A novel lithium decorated N-doped 4,6,8-biphenylene for reversible hydrogen storage: Insights from density functional theory

Abstract

Two-dimensional (2D) carbon-based (C-based) and carbon-nitrogen (C–N) materials have great potential in the energy harvest and storage fields. We investigate a novel carbon biphenylene (C468) consisting of four-, six- and eight-membered rings of sp2 carbon atoms (Fan et al., Science, 372:852-6 (2021)) for hydrogen storage. Using first-principles based Density functional theory calculations, we study the geometrical and electronic properties of C468 and N-doped C468. Lithium (Li) atoms were symmetrically adsorbed on both sides of the substrate, and their adsorption positions were determined. The maximum gravimetric density of hydrogen (H2) adsorbed symmetrically on both sides of Li atom was studied within the scope of physical adsorption process (−0.2 eV/H2 ∼ −0.6 eV/H2). Li-decorated C468 can adsorb 8 upper hydrogen molecules and 8 lower hydrogen molecules, and Li-decorated N-doped C468 can adsorb 9 upper hydrogen molecules and 9 lower hydrogen molecules.

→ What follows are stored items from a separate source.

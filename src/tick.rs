//! The monotonic tick clock (spec §4.2, component L1).
//!
//! Grounded on the teacher's `timeout.rs`, whose `Time32` type and
//! frontier/headroom-zone bookkeeping exist to make a *wrapping* 32-bit
//! timestamp comparable safely. Spec §3 defines `Tick` as a plain `u64`,
//! so none of that machinery is needed: at 1 kHz a `u64` tick counter does
//! not wrap within any plausible uptime (roughly 584 million years), so
//! ordinary `<`/`<=` on two `Tick` values is always correct. What survives
//! from the teacher's design is the core technique of a single sorted list
//! of pending deadlines with O(1) "is anything due" checks, generalized
//! here ([`DeadlineList`]) so both the scheduler's sleep/timeout queue
//! (`task.rs`) and the software timer engine (`timer.rs`) can reuse it
//! instead of each maintaining their own sorted structure.
use crate::klock::{self, CpuLockCell};
use crate::list::{self, List, Node};

/// A tick count. Wraps at `u64::MAX`, which in practice never happens.
pub type Tick = u64;

/// A relative duration, in ticks. Negative durations are rejected by every
/// operation that accepts one (`ResultCode::InvalidArgument`), matching
/// spec §3 — `Duration` is signed only so `Tick` arithmetic
/// (`deadline - now`) can be expressed without a separate signed/unsigned
/// conversion at every call site.
pub type Duration = i64;

/// A duration meaning "block indefinitely" in APIs that otherwise take a
/// bounded timeout.
pub const INFINITE: Duration = Duration::MAX;

static TICK: CpuLockCell<Tick> = CpuLockCell::new(0);

/// The current tick count.
pub fn now() -> Tick {
    let lock = klock::lock_cpu();
    *TICK.read(&*lock)
}

/// Advance the tick count by one. Called by the port's tick source
/// interrupt handler. Returns the new tick count; the caller (normally
/// `task::tick_hook`, `timer::tick_hook`) is responsible for acting on
/// expired deadlines — `tick::on_tick` only advances the clock itself so
/// that `now()` and deadline comparisons stay consistent even if a caller
/// queries `now()` from within a tick-hook callback.
pub fn on_tick() -> Tick {
    let mut lock = klock::lock_cpu();
    let t = TICK.write(&mut *lock);
    *t = t.wrapping_add(1);
    *t
}

/// Implemented by nodes that can be kept in a [`DeadlineList`]: anything
/// with an absolute wake-up tick.
pub trait Deadline<Role = ()>: Node<Role> {
    fn deadline(&self) -> Tick;
}

/// A list of `&'static T` kept sorted ascending by [`Deadline::deadline`],
/// ties broken FIFO (spec §3's sorted-queue invariant). Earliest deadline
/// is always at the front, giving O(1) "what's the next deadline" and
/// O(1) amortized expiry draining.
pub struct DeadlineList<T: Deadline<Role>, Role = ()>(List<T, Role>);

impl<T: Deadline<Role>, Role> DeadlineList<T, Role> {
    pub const fn new() -> Self {
        Self(List::new())
    }

    pub fn is_empty(&self) -> bool {
        self.0.is_empty()
    }

    pub fn insert(&self, node: &'static T) {
        self.0.insert_sorted_by(node, |a, b| a.deadline() < b.deadline());
    }

    pub fn remove(&self, node: &'static T) {
        self.0.remove(node);
    }

    /// The earliest pending deadline, if any.
    pub fn next_deadline(&self) -> Option<Tick> {
        self.0.front().map(|n| n.deadline())
    }

    /// Remove and return every node whose deadline is `<= now`, in
    /// deadline (then FIFO) order.
    pub fn drain_expired(&self, now: Tick) -> impl Iterator<Item = &'static T> + '_ {
        core::iter::from_fn(move || match self.0.front() {
            Some(n) if n.deadline() <= now => {
                self.0.remove(n);
                Some(n)
            }
            _ => None,
        })
    }
}

impl<T: Deadline<Role>, Role> Default for DeadlineList<T, Role> {
    fn default() -> Self {
        Self::new()
    }
}

/// Reset the tick count to zero. Used by [`crate::boot::test_init`]; see
/// [`crate::sched::reset_for_test`] for why this is necessary at all — left
/// un-reset, a later test in the same binary would start from whatever tick
/// count an earlier test left behind instead of 0.
#[cfg(any(test, feature = "std"))]
pub fn reset_for_test() {
    let mut lock = klock::lock_cpu();
    *TICK.write(&mut *lock) = 0;
}

pub use list::Links as DeadlineLinks;

#[cfg(test)]
mod tests {
    use super::*;

    #[test]
    fn tick_monotonic() {
        let a = now();
        on_tick();
        let b = now();
        assert_eq!(b, a + 1);
    }
}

The gravimetric densities of Li-decorated C468 and Li-decorated N-doped C468 can reach 9.581 wt% and 10.588 wt%, respectively. Our findings suggest significant insights for using Li-decorated C468 and Li-decorated N-doped C468 as hydrogen storage candidates and effectively expand the application scope of C-based materials and C–N materials.